Goal of the exercise. Across the whole listing, filter for the string "crate" and copy every line that has it.

Data supplied.
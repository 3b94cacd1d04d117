//! Temporal smoothing filter: raw channel bytes to stable pressure values.
//!
//! Capacitive lines saturate while a touch is held, and the additive delta
//! encoding can leave a channel parked at the same byte for many frames.
//! Rather than cutting off abruptly, a held channel decays quadratically
//! with the length of its unchanged run, producing a gradual fade-out that
//! mimics the touch being released.

use crate::domain::models::{SensorFrame, FRAME_LEN, LINE_COUNT, PRESSURE_CEILING};

/// Per-frame decay rate multiplier applied to `run²`.
const DECAY_RATE: f64 = 0.025;

/// Number of unchanged frames a fully saturated channel is allowed to hold
/// before decay kicks in. Sub-saturation channels decay from the first
/// repeat.
const SATURATION_GRACE: u32 = 10;

/// Stateful smoothing stage.
///
/// Owns the per-channel history (last raw byte and unchanged-run counter).
/// History is reset only when the filter is constructed, at subscription
/// start, never mid-session.
pub struct TouchFilter {
    last_raw: [u8; LINE_COUNT],
    unchanged_run: [u32; LINE_COUNT],
}

impl TouchFilter {
    pub fn new() -> Self {
        Self {
            last_raw: [0; LINE_COUNT],
            unchanged_run: [0; LINE_COUNT],
        }
    }

    /// Convert one decode-ready buffer into a [`SensorFrame`].
    ///
    /// Byte 0 passes through as the raw proximity reading. Each of the 15
    /// line bytes is clamped to the pressure ceiling and then decayed by
    /// `run² × 0.025` if the device-reported byte is identical to the
    /// previous frame's. The history stores the *pre-decay* raw byte, so
    /// repeated-value detection compares what the device sent, not what the
    /// filter emitted: a value that wrapped around via two's-complement
    /// addition back to its old byte counts as unchanged, matching the
    /// firmware's own view of the channel.
    pub fn process(&mut self, buffer: &[u8; FRAME_LEN]) -> SensorFrame {
        let mut frame = SensorFrame {
            proximity: buffer[0],
            lines: [0; LINE_COUNT],
        };

        for i in 0..LINE_COUNT {
            let raw = buffer[i + 1];
            let mut val = raw.min(PRESSURE_CEILING);

            if raw == self.last_raw[i] {
                self.unchanged_run[i] += 1;
                let run = self.unchanged_run[i];
                if val < PRESSURE_CEILING || run >= SATURATION_GRACE {
                    let decayed = f64::from(val) - f64::from(run) * f64::from(run) * DECAY_RATE;
                    val = decayed.floor().max(0.0) as u8;
                }
            } else {
                self.unchanged_run[i] = 0;
            }

            frame.lines[i] = val;
            self.last_raw[i] = raw;
        }

        frame
    }
}

impl Default for TouchFilter {
    fn default() -> Self {
        Self::new()
    }
}
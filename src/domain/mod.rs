//! Device-independent core: data model, decode state machines, settings.
//!
//! Everything in this module is synchronous, single-owner state that can be
//! exercised without a radio. The BLE transport in
//! [`crate::infrastructure::bluetooth`] feeds it raw notification payloads
//! and forwards the frames it produces.

pub mod filter;
pub mod models;
pub mod pipeline;
pub mod rle;
pub mod sequencer;
pub mod settings;
use serde::{Deserialize, Serialize};
use std::fs;
use std::path::PathBuf;

#[derive(Debug, Clone, Serialize, Deserialize)]
pub struct LogSettings {
    #[serde(default = "default_level")]
    pub level: String, // "trace", "debug", "info", "warn", "error"
    #[serde(default = "default_true")]
    pub console_logging_enabled: bool,
    #[serde(default = "default_false")]
    pub file_logging_enabled: bool,
    #[serde(default = "default_log_dir")]
    pub log_dir: String,
    #[serde(default = "default_prefix")]
    pub file_name_prefix: String,
    #[serde(default = "default_rotation")]
    pub rotation: String, // "daily", "hourly", "minutely", "never"
}

impl Default for LogSettings {
    fn default() -> Self {
        Self {
            level: default_level(),
            console_logging_enabled: default_true(),
            file_logging_enabled: default_false(),
            log_dir: default_log_dir(),
            file_name_prefix: default_prefix(),
            rotation: default_rotation(),
        }
    }
}

fn default_level() -> String {
    "info".to_string()
}
fn default_true() -> bool {
    true
}
fn default_false() -> bool {
    false
}
fn default_log_dir() -> String {
    "logs".to_string()
}
fn default_prefix() -> String {
    "weartouch".to_string()
}
fn default_rotation() -> String {
    "daily".to_string()
}

/// Persisted controller settings.
///
/// The BLE UUIDs are overridable for prototype garments flashed with a
/// different vendor namespace; the defaults match production firmware.
#[derive(Debug, Clone, Serialize, Deserialize)]
pub struct Settings {
    #[serde(default = "default_service_uuid")]
    pub ble_service_uuid: String,
    #[serde(default = "default_analog_uuid")]
    pub ble_analog_char_uuid: String,
    #[serde(default = "default_led_uuid")]
    pub ble_led_char_uuid: String,

    #[serde(default = "default_scan_timeout_secs")]
    pub scan_timeout_secs: u64,
    #[serde(default = "default_connect_timeout_secs")]
    pub connect_timeout_secs: u64,

    /// Silence window after which a synthetic release frame is emitted.
    #[serde(default = "default_idle_release_ms")]
    pub idle_release_ms: u64,

    #[serde(default)]
    pub log_settings: LogSettings,
}

impl Default for Settings {
    fn default() -> Self {
        Self {
            ble_service_uuid: default_service_uuid(),
            ble_analog_char_uuid: default_analog_uuid(),
            ble_led_char_uuid: default_led_uuid(),
            scan_timeout_secs: default_scan_timeout_secs(),
            connect_timeout_secs: default_connect_timeout_secs(),
            idle_release_ms: default_idle_release_ms(),
            log_settings: LogSettings::default(),
        }
    }
}

fn default_service_uuid() -> String {
    "d45c2000-4270-a125-a25d-ee458c085001".to_string()
}
fn default_analog_uuid() -> String {
    "d45c2010-4270-a125-a25d-ee458c085001".to_string()
}
fn default_led_uuid() -> String {
    "d45c2080-4270-a125-a25d-ee458c085001".to_string()
}
fn default_scan_timeout_secs() -> u64 {
    15
}
fn default_connect_timeout_secs() -> u64 {
    10
}
fn default_idle_release_ms() -> u64 {
    50
}

pub struct SettingsService {
    settings: Settings,
    settings_path: PathBuf,
}

impl SettingsService {
    pub fn new() -> anyhow::Result<Self> {
        let settings_path = Self::get_settings_path()?;
        let settings = Self::load_from_file(&settings_path).unwrap_or_default();

        Ok(Self {
            settings,
            settings_path,
        })
    }

    fn get_settings_path() -> anyhow::Result<PathBuf> {
        let mut path = dirs::config_dir()
            .ok_or_else(|| anyhow::anyhow!("Could not determine config directory"))?;
        path.push("weartouch");
        fs::create_dir_all(&path)?;
        path.push("settings.json");
        Ok(path)
    }

    fn load_from_file(path: &PathBuf) -> anyhow::Result<Settings> {
        let contents = fs::read_to_string(path)?;
        let settings = serde_json::from_str(&contents)?;
        Ok(settings)
    }

    pub fn save(&self) -> anyhow::Result<()> {
        let json = serde_json::to_string_pretty(&self.settings)?;
        fs::write(&self.settings_path, json)?;
        Ok(())
    }

    pub fn get(&self) -> &Settings {
        &self.settings
    }

    pub fn get_mut(&mut self) -> &mut Settings {
        &mut self.settings
    }
}

#[cfg(test)]
mod tests {
    use super::*;

    #[test]
    fn empty_json_fills_every_default() {
        let settings: Settings = serde_json::from_str("{}").unwrap();
        assert_eq!(settings.idle_release_ms, 50);
        assert_eq!(
            settings.ble_service_uuid,
            "d45c2000-4270-a125-a25d-ee458c085001"
        );
    }

    #[test]
    fn partial_json_keeps_overrides() {
        let settings: Settings =
            serde_json::from_str(r#"{"scan_timeout_secs": 3, "idle_release_ms": 80}"#).unwrap();
        assert_eq!(settings.scan_timeout_secs, 3);
        assert_eq!(settings.idle_release_ms, 80);
        assert_eq!(settings.connect_timeout_secs, 10);
    }
}
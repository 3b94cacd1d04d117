//! Run-length nibble decoder for compressed half-frame deltas.
//!
//! Continuation notifications carry per-channel *deltas*, not absolute
//! values: each compressed byte splits into two 4-bit nibbles, each nibble
//! maps through a fixed expansion table, and the looked-up magnitude is
//! added to the channel slot the nibble covers. The accumulation buffer
//! therefore always holds the running frame state between notifications.

use crate::domain::models::{FRAME_LEN, HALF_FRAME_LEN};

/// Nibble-to-magnitude expansion table.
///
/// Nonlinear quantization: fine steps at low magnitudes, coarse steps near
/// saturation, approximating a log-like response curve for capacitive
/// sensing. Must match the garment firmware's encoder table exactly.
pub const EXPANSION_TABLE: [u8; 16] = [
    0, 1, 2, 4, 8, 16, 32, 64, 128, 192, 224, 240, 248, 252, 254, 255,
];

/// Expand one 8-byte compressed half-frame into `buffer`, in place.
///
/// Byte `i` covers buffer slots `2i` (high nibble) and `2i + 1` (low
/// nibble). Additions wrap per two's-complement byte arithmetic: the
/// device's encoder relies on wraparound, so clamping here would corrupt
/// the accumulated state. Range clamping is the smoothing filter's job.
pub fn apply_delta(compressed: &[u8; HALF_FRAME_LEN], buffer: &mut [u8; FRAME_LEN]) {
    for (i, byte) in compressed.iter().enumerate() {
        let hi = EXPANSION_TABLE[(byte >> 4) as usize];
        let lo = EXPANSION_TABLE[(byte & 0x0F) as usize];
        buffer[2 * i] = buffer[2 * i].wrapping_add(hi);
        buffer[2 * i + 1] = buffer[2 * i + 1].wrapping_add(lo);
    }
}

#[cfg(test)]
mod tests {
    use super::*;

    #[test]
    fn every_byte_value_expands_per_table() {
        for b in 0u8..=255 {
            let mut buffer = [0u8; FRAME_LEN];
            let compressed = [b, 0, 0, 0, 0, 0, 0, 0];
            apply_delta(&compressed, &mut buffer);
            assert_eq!(buffer[0], EXPANSION_TABLE[(b >> 4) as usize]);
            assert_eq!(buffer[1], EXPANSION_TABLE[(b & 0x0F) as usize]);
        }
    }

    #[test]
    fn deltas_accumulate_into_prior_state() {
        let mut buffer = [10u8; FRAME_LEN];
        // Nibble 0x3 -> +4 on every slot.
        apply_delta(&[0x33; HALF_FRAME_LEN], &mut buffer);
        assert_eq!(buffer, [14u8; FRAME_LEN]);
        apply_delta(&[0x33; HALF_FRAME_LEN], &mut buffer);
        assert_eq!(buffer, [18u8; FRAME_LEN]);
    }

    #[test]
    fn overflow_wraps_instead_of_clamping() {
        let mut buffer = [200u8; FRAME_LEN];
        // Nibble 0xF -> +255, i.e. wrapping subtraction of 1.
        apply_delta(&[0xFF; HALF_FRAME_LEN], &mut buffer);
        assert_eq!(buffer, [199u8; FRAME_LEN]);
    }

    #[test]
    fn each_input_byte_targets_its_own_slot_pair() {
        let mut buffer = [0u8; FRAME_LEN];
        let mut compressed = [0u8; HALF_FRAME_LEN];
        compressed[3] = 0x81; // slot 6 += 128, slot 7 += 1
        apply_delta(&compressed, &mut buffer);
        let mut expected = [0u8; FRAME_LEN];
        expected[6] = 128;
        expected[7] = 1;
        assert_eq!(buffer, expected);
    }
}
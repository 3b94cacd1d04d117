use crate::domain::settings::LogSettings;
use std::str::FromStr;
use tracing_appender::non_blocking::WorkerGuard;
use tracing_subscriber::{fmt, prelude::*, EnvFilter};

pub struct LoggingGuard {
    // We need to keep this guard alive for logs to be flushed
    _guards: Vec<WorkerGuard>,
}

pub fn init_logger(settings: &LogSettings) -> anyhow::Result<LoggingGuard> {
    let mut guards = Vec::new();

    let level_filter = EnvFilter::try_from_default_env()
        .or_else(|_| EnvFilter::from_str(&settings.level))
        .unwrap_or_else(|_| EnvFilter::new("info"));

    let console_layer = settings
        .console_logging_enabled
        .then(|| fmt::layer().with_writer(std::io::stdout).with_target(true));

    let file_layer = if settings.file_logging_enabled {
        let rotation = match settings.rotation.to_lowercase().as_str() {
            "hourly" => tracing_appender::rolling::Rotation::HOURLY,
            "minutely" => tracing_appender::rolling::Rotation::MINUTELY,
            "never" => tracing_appender::rolling::Rotation::NEVER,
            _ => tracing_appender::rolling::Rotation::DAILY,
        };

        let file_appender = tracing_appender::rolling::RollingFileAppender::new(
            rotation,
            &settings.log_dir,
            &settings.file_name_prefix,
        );
        let (non_blocking, guard) = tracing_appender::non_blocking(file_appender);
        guards.push(guard);
        // File logs shouldn't have ANSI colors
        Some(fmt::layer().with_writer(non_blocking).with_ansi(false))
    } else {
        None
    };

    tracing_subscriber::registry()
        .with(level_filter)
        .with(console_layer)
        .with(file_layer)
        .init();

    tracing::info!("Logging initialized successfully");

    Ok(LoggingGuard { _guards: guards })
}
//! Host-facing adapters: logging setup and the BLE transport.

pub mod bluetooth;
pub mod logging;
//! Core data model for the garment sensor stream.

/// Number of capacitive touch lines woven into the garment.
pub const LINE_COUNT: usize = 15;

/// Length of one fully reconstructed frame: proximity byte + 15 line bytes.
pub const FRAME_LEN: usize = 16;

/// Length of one compressed half-frame delta block.
pub const HALF_FRAME_LEN: usize = 8;

/// Length of the little-endian sequence index prefixing every notification.
pub const SEQ_HEADER_LEN: usize = 2;

/// Full notification payload length for both wire branches:
/// header + uncompressed frame, or header + two half-frames.
pub const NOTIFICATION_LEN: usize = SEQ_HEADER_LEN + FRAME_LEN;

/// Upper bound of the smoothed per-line pressure reading.
pub const PRESSURE_CEILING: u8 = 128;

/// One processed sensor reading delivered to subscribers.
///
/// `proximity` is the raw, unclamped proximity byte; `lines` holds the
/// smoothed per-line pressure values, each in `0..=128`. A frame is a
/// snapshot: it is freshly constructed for every emission and never
/// mutated afterwards.
#[derive(Debug, Clone, Copy, PartialEq, Eq, Default)]
pub struct SensorFrame {
    pub proximity: u8,
    pub lines: [u8; LINE_COUNT],
}

impl SensorFrame {
    /// The synthetic all-zero frame emitted when the stream goes idle,
    /// so subscribers see an explicit "released" state instead of a stale
    /// last reading.
    pub fn released() -> Self {
        Self::default()
    }
}

/// Highest pattern identifier the garment firmware accepts.
pub const LED_PATTERN_MAX: u8 = 0x21;

/// An LED animation command.
///
/// The firmware's original host library substituted defaults for falsy
/// arguments; here every field is explicit and zero is a meaningful value.
/// Use `LedPattern::default()` (pattern `0x10`, duration `0x08`, full
/// brightness) and override fields as needed.
#[derive(Debug, Clone, Copy, PartialEq, Eq)]
pub struct LedPattern {
    /// Pattern identifier, `0x00..=0x21`.
    pub kind: u8,
    /// Pattern duration in firmware ticks.
    pub duration: u8,
    /// LED brightness, `0x00` (off) to `0xFF` (full).
    pub brightness: u8,
}

impl Default for LedPattern {
    fn default() -> Self {
        Self {
            kind: 0x10,
            duration: 0x08,
            brightness: 0xFF,
        }
    }
}

impl LedPattern {
    /// Encode as the 3-byte payload written to the LED characteristic.
    ///
    /// The pattern identifier is clamped to the firmware's known range.
    pub fn encode(&self) -> [u8; 3] {
        [self.kind.min(LED_PATTERN_MAX), self.duration, self.brightness]
    }
}

#[cfg(test)]
mod tests {
    use super::*;

    #[test]
    fn default_pattern_encodes_firmware_defaults() {
        assert_eq!(LedPattern::default().encode(), [0x10, 0x08, 0xFF]);
    }

    #[test]
    fn zero_fields_are_preserved_not_defaulted() {
        let p = LedPattern {
            kind: 0x00,
            duration: 0x00,
            brightness: 0x00,
        };
        assert_eq!(p.encode(), [0x00, 0x00, 0x00]);
    }

    #[test]
    fn out_of_range_pattern_is_clamped() {
        let p = LedPattern {
            kind: 0x7F,
            ..Default::default()
        };
        assert_eq!(p.encode()[0], LED_PATTERN_MAX);
    }

    #[test]
    fn released_frame_is_all_zero() {
        let f = SensorFrame::released();
        assert_eq!(f.proximity, 0);
        assert_eq!(f.lines, [0u8; LINE_COUNT]);
    }
}
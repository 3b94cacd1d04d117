//! Wiring of the decode stages plus the idle-release deadline.
//!
//! One pump task per connection owns the whole pipeline, so the sequencer,
//! decoder, and filter run synchronously to completion for each payload.
//! No locking is needed and decode passes never overlap.

use std::time::Duration;

use futures::{Stream, StreamExt};
use tokio::time::Instant;
use tracing::{debug, trace};

use crate::domain::filter::TouchFilter;
use crate::domain::models::SensorFrame;
use crate::domain::sequencer::FragmentSequencer;

/// How long the stream may stay silent before subscribers get a synthetic
/// released frame.
pub const IDLE_RELEASE: Duration = Duration::from_millis(50);

/// Sequencer, decoder, and filter composed into one synchronous stage.
pub struct DecodePipeline {
    sequencer: FragmentSequencer,
    filter: TouchFilter,
}

impl DecodePipeline {
    pub fn new() -> Self {
        Self {
            sequencer: FragmentSequencer::new(),
            filter: TouchFilter::new(),
        }
    }

    /// Run one raw notification payload through the full pipeline.
    ///
    /// Returns the processed frames in emission order: zero for skipped
    /// payloads, one for a snapshot or a stale re-emit, two for a
    /// continuation notification.
    pub fn feed(&mut self, payload: &[u8]) -> Vec<SensorFrame> {
        self.sequencer
            .accept(payload)
            .iter()
            .map(|buffer| self.filter.process(buffer))
            .collect()
    }
}

impl Default for DecodePipeline {
    fn default() -> Self {
        Self::new()
    }
}

/// Drive a stream of raw notification payloads through a fresh pipeline,
/// emitting frames and enforcing the idle-release timeout.
///
/// Every processed frame re-arms a single deadline `idle_release` in the
/// future (cancel-and-reschedule, never more than one pending). When the
/// deadline fires, exactly one [`SensorFrame::released`] is emitted and the
/// deadline is disarmed until traffic resumes. Returns when the payload
/// stream ends; aborting the task that runs this future cancels the pending
/// deadline with it.
pub async fn pump<S, F>(mut payloads: S, idle_release: Duration, mut emit: F)
where
    S: Stream<Item = Vec<u8>> + Unpin,
    F: FnMut(SensorFrame),
{
    let mut pipeline = DecodePipeline::new();
    let mut deadline: Option<Instant> = None;

    loop {
        tokio::select! {
            payload = payloads.next() => {
                let Some(payload) = payload else {
                    debug!("payload stream ended, pump exiting");
                    break;
                };
                let frames = pipeline.feed(&payload);
                if !frames.is_empty() {
                    deadline = Some(Instant::now() + idle_release);
                }
                for frame in frames {
                    emit(frame);
                }
            }
            _ = tokio::time::sleep_until(deadline.unwrap_or_else(far_future)),
                if deadline.is_some() =>
            {
                trace!("idle timeout, emitting release frame");
                deadline = None;
                emit(SensorFrame::released());
            }
        }
    }
}

fn far_future() -> Instant {
    // Never polled; only keeps the disabled select branch well-formed.
    Instant::now() + Duration::from_secs(86400)
}

#[cfg(test)]
mod tests {
    use super::*;
    use crate::domain::models::{FRAME_LEN, LINE_COUNT};
    use std::sync::{Arc, Mutex};
    use tokio::sync::mpsc;
    use tokio_stream::wrappers::ReceiverStream;

    fn snapshot_payload(fill: u8) -> Vec<u8> {
        let mut payload = vec![0x00, 0x00];
        payload.extend_from_slice(&[fill; FRAME_LEN]);
        payload
    }

    #[test]
    fn feed_produces_two_frames_per_continuation() {
        let mut pipeline = DecodePipeline::new();
        assert_eq!(pipeline.feed(&snapshot_payload(0)).len(), 1);

        let mut continuation = vec![0x02, 0x00];
        continuation.extend_from_slice(&[0x11; 16]);
        let frames = pipeline.feed(&continuation);
        assert_eq!(frames.len(), 2);
        // Two accumulation passes over a zeroed snapshot: +1 per half.
        // Values change each pass, so no decay applies.
        assert_eq!(frames[0].lines, [1u8; LINE_COUNT]);
        assert_eq!(frames[1].lines, [2u8; LINE_COUNT]);
    }

    #[test]
    fn feed_skips_garbage() {
        let mut pipeline = DecodePipeline::new();
        assert!(pipeline.feed(&[0x09]).is_empty());
        assert!(pipeline.feed(&[0x02, 0x00, 0xAB]).is_empty());
    }

    #[tokio::test(start_paused = true)]
    async fn idle_gap_emits_exactly_one_release_frame() {
        let (tx, rx) = mpsc::channel::<Vec<u8>>(8);
        let emitted = Arc::new(Mutex::new(Vec::new()));
        let sink = emitted.clone();

        let task = tokio::spawn(pump(ReceiverStream::new(rx), IDLE_RELEASE, move |frame| {
            sink.lock().unwrap().push(frame);
        }));

        tx.send(snapshot_payload(5)).await.unwrap();
        tokio::time::sleep(Duration::from_millis(10)).await;
        assert_eq!(emitted.lock().unwrap().len(), 1);

        // Cross the 50 ms idle threshold: one release frame, then silence.
        tokio::time::sleep(Duration::from_millis(60)).await;
        {
            let frames = emitted.lock().unwrap();
            assert_eq!(frames.len(), 2);
            assert_eq!(frames[1], SensorFrame::released());
        }
        tokio::time::sleep(Duration::from_millis(500)).await;
        assert_eq!(emitted.lock().unwrap().len(), 2);

        drop(tx);
        task.await.unwrap();
    }

    #[tokio::test(start_paused = true)]
    async fn traffic_keeps_postponing_the_release() {
        let (tx, rx) = mpsc::channel::<Vec<u8>>(8);
        let emitted = Arc::new(Mutex::new(Vec::new()));
        let sink = emitted.clone();

        let task = tokio::spawn(pump(ReceiverStream::new(rx), IDLE_RELEASE, move |frame| {
            sink.lock().unwrap().push(frame);
        }));

        // Frames every 30 ms stay inside the window: no release fires.
        for _ in 0..5 {
            tx.send(snapshot_payload(9)).await.unwrap();
            tokio::time::sleep(Duration::from_millis(30)).await;
        }
        assert_eq!(emitted.lock().unwrap().len(), 5);

        // A second idle gap after resumed traffic produces a second release.
        tokio::time::sleep(Duration::from_millis(60)).await;
        assert_eq!(emitted.lock().unwrap().len(), 6);
        tx.send(snapshot_payload(9)).await.unwrap();
        tokio::time::sleep(Duration::from_millis(60)).await;
        assert_eq!(emitted.lock().unwrap().len(), 8);

        drop(tx);
        task.await.unwrap();
    }

    #[tokio::test(start_paused = true)]
    async fn skipped_payloads_do_not_rearm_the_deadline() {
        let (tx, rx) = mpsc::channel::<Vec<u8>>(8);
        let emitted = Arc::new(Mutex::new(Vec::new()));
        let sink = emitted.clone();

        let task = tokio::spawn(pump(ReceiverStream::new(rx), IDLE_RELEASE, move |frame| {
            sink.lock().unwrap().push(frame);
        }));

        tx.send(snapshot_payload(5)).await.unwrap();
        tokio::time::sleep(Duration::from_millis(40)).await;

        // Garbage close to the deadline must not postpone the release.
        tx.send(vec![0x07]).await.unwrap();
        tokio::time::sleep(Duration::from_millis(20)).await;

        let frames = emitted.lock().unwrap().clone();
        assert_eq!(frames.len(), 2);
        assert_eq!(frames[1], SensorFrame::released());

        drop(tx);
        task.await.unwrap();
    }
}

Answer space.
use crate::domain::models::{SensorFrame, FRAME_LEN, LINE_COUNT, PRESSURE_CEILING};
//! [`crate::infrastructure::bluetooth`] feeds it raw notification payloads
use crate::domain::models::{FRAME_LEN, HALF_FRAME_LEN};
use crate::domain::settings::LogSettings;
use crate::domain::filter::TouchFilter;
use crate::domain::models::SensorFrame;
use crate::domain::sequencer::FragmentSequencer;
    use crate::domain::models::{FRAME_LEN, LINE_COUNT};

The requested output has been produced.